Historiquement, il est fort probable que Steiner a raison. En effet, comme je l’ai déjà dit, plus les textes sont anciens, plus ce qu’ils révèlent est pur et grandiose ; et il est vraisemblable qu’ils ne sont eux-mêmes, selon l’expression de Steiner, qu’un écho affaibli d’enseignements plus sublimes. Mais ne possédant pas le regard du clairvoyant, nous devons nous contenter de ce que nous avons sous les yeux.

Les textes que nous possédons sont les livres sacrés de l’Inde, que viennent corroborer ceux de l’Égypte et de la Perse. L’influence qu’ils exercèrent sur la pensée humaine, sinon dans leur forme présente, du moins par la tradition orale qu’ils n’ont fait que fixer, remonte aux origines de l’histoire, se répandit partout et ne cessa jamais de se faire sentir ; mais, pour le monde occidental, leur découverte et leur étude méthodique sont relativement récentes. « Il y a cinquante ans, écrivait en 1875 Max Muller, il n’existait pas un lettré qui sût traduire une ligne du Véda, une ligne du Zend-Avesta ou une ligne du Tripitâka Bouddhique, sans parler des autres dialectes ou langages. »

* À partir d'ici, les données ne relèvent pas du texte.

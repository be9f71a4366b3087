//! Live projection of the server's switch-queue events.
//!
//! [`RealtimeQueueClient`] owns one persistent duplex connection. It heartbeats the
//! connection, reconnects after a drop, and folds every inbound [`QueueUpdateEvent`] into a
//! [`QueueProjection`] published through a `tokio::sync::watch` channel. The projection holds
//! a bounded newest-first ring of events plus the derived [`ConnectionState`].
//!
//! Connectivity problems never surface as errors to subscribers. They only show up as
//! `connected == false` and silence in the event stream.
//!
//! ```text
//! Disconnected -> Connecting -> Connected -> (drop) -> Reconnecting -> Connecting -> ...
//! ```
//!
//! The transport is abstract ([`Connector`]/[`Connection`]); the `portcullis-ws` crate
//! provides the WebSocket implementation.

mod client;
mod event;
mod projection;
mod transport;

pub use client::{RealtimeConfig, RealtimeQueueClient, RealtimeQueueClientBuilder, DEFAULT_PING_PAYLOAD, SWITCH_QUEUE_PATH};
pub use event::{EventKind, EventTimestamp, ParseError, QueueUpdateEvent};
pub use projection::{ConnectionPhase, ConnectionState, QueueProjection, DEFAULT_HISTORY_CAPACITY};
pub use transport::{Connection, Connector, StaticToken, TokenProvider, TransportError};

Si les faits prenaient d’abord, dans les annales de l’homme, les proportions qu’ils acquerront plus tard, la découverte de ces livres sacrés eût probablement bouleversé l’Europe ; car c’est sans nul doute l’événement spirituel le plus important qui s’y soit produit depuis le christianisme. Mais il est rare qu’un événement spirituel ou moral se répande rapidement dans les masses. Il a contre lui trop de forces qui ont intérêt à l’étouffer. Celui-ci demeura confiné dans un petit cercle de savants et de philologues et atteignit même moins qu’il n’était présumable les métaphysiciens et les moralistes. Il attend encore l’heure de son expansion.

VI

La première question qui se pose est celle de la date de ces textes. Il est très difficile d’y donner une réponse précise ; car s’il est relativement aisé de déterminer l’époque où les livres furent écrits, il est impossible d’évaluer le temps durant lequel ils existèrent uniquement dans la mémoire des hommes. Selon Max Muller, il n’y a guère de manuscrit sanscrit qui remonte plus haut que l’an mil de notre ère, et tout semble indiquer que l’écriture n’a été connue en Inde qu’au commencement de la période bouddhique (Ve siècle avant J.-C.), c’est-à-dire à la fin de la vieille littérature védique. Le Rig-Véda qui compte 1.028 hymnes, d’une moyenne de dix vers, soit 153.826 mots, a donc été conservé par le seul effort de la mémoire. Aujourd’hui encore, les Brahmanes savent tous le Rig-Véda par cœur, comme leurs ancêtres d’il y a trois mille ans. C’est au delà du Xe siècle avant J.-C. que nous devons placer le développement spontané de la pensée védique telle que nous la trouvons dans le Rig-Véda. Déjà trois cents ans avant J.-C., toujours selon Max Muller, le sanscrit avait cessé d’être parlé par le peuple, ce qui est prouvé par une inscription dont la langue est au sanscrit ce que l’italien est au latin.

Cette période des « Chandas », selon d’autres orientalistes, remonte probablement à deux ou trois mille ans avant J.-C., de sorte que nous voilà déjà à cinq mille ans, date la plus modeste et la plus prudente. « Une chose est certaine, ajoute Max Muller, c’est qu’il n’y a rien de plus ancien ni de plus primitif que les hymnes du Rig-Véda, non seulement dans l’Inde, mais dans tout le monde Aryen. En tant qu’Aryen de langue et de pensée, le Rig-Véda est notre livre sacré le plus ancien[1]. »

[1] Max Muller, Origine et développement de la religion. Trad. J. Darmesteter, p. 142.